Abbasid Vizier and Official (931–932)

Al-Husayn ibn al-Qasim (الحسين بن القاسم) was a senior official of the Abbasid Caliphate who served as vizier from September 931 until May 932.

==Life==
Hailing from the Banu Wahb, a family of Nestorian Christian origin that had served in the caliphal bureaucracy since late Umayyad times, al-Husayn was the son, grandson and great-grandson of viziers. The family however had lost power after the death of al-Husayn's father al-Qasim in 904.

He was appointed to the vizierate and the title of Amid al-Dawla ("Mainstay/Pillar of the State") by Caliph al-Muqtadir in September 931, with the support of the Banu'l-Furat faction against the rival faction around Ali ibn Isa al-Jarrah and the commander-in-chief Mu'nis al-Muzaffar. He quickly managed to win over Mu'nis' proteges, the chamberlain Muhammad ibn Ra'iq and his brother Ibrahim, and began plotting against Mu'nis.
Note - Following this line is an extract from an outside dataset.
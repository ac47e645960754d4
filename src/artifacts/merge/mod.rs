pub mod fork_walk;
pub mod resolution;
The latter tried to secure his dismissal from the caliph, and almost succeeded; it was only his demand that al-Husayn be exiled to Oman that made al-Muqtadir oppose it. At the same time, al-Husayn felt so threatened by the powerful general that he slept in a different house each night to prevent his arrest.

According to the scholar C.E. Bosworth, al-Husayn was "perhaps the last vizier to attempt to retain for the vizierate a measure of its former independence". He tried to restore the state finances, but fell from power due to the incessant court rivalries in May 932.

==Sources==
- Bowen, Harold (1928). "The Life and Times of ʿAlí Ibn ʿÍsà, ‘The Good Vizier’"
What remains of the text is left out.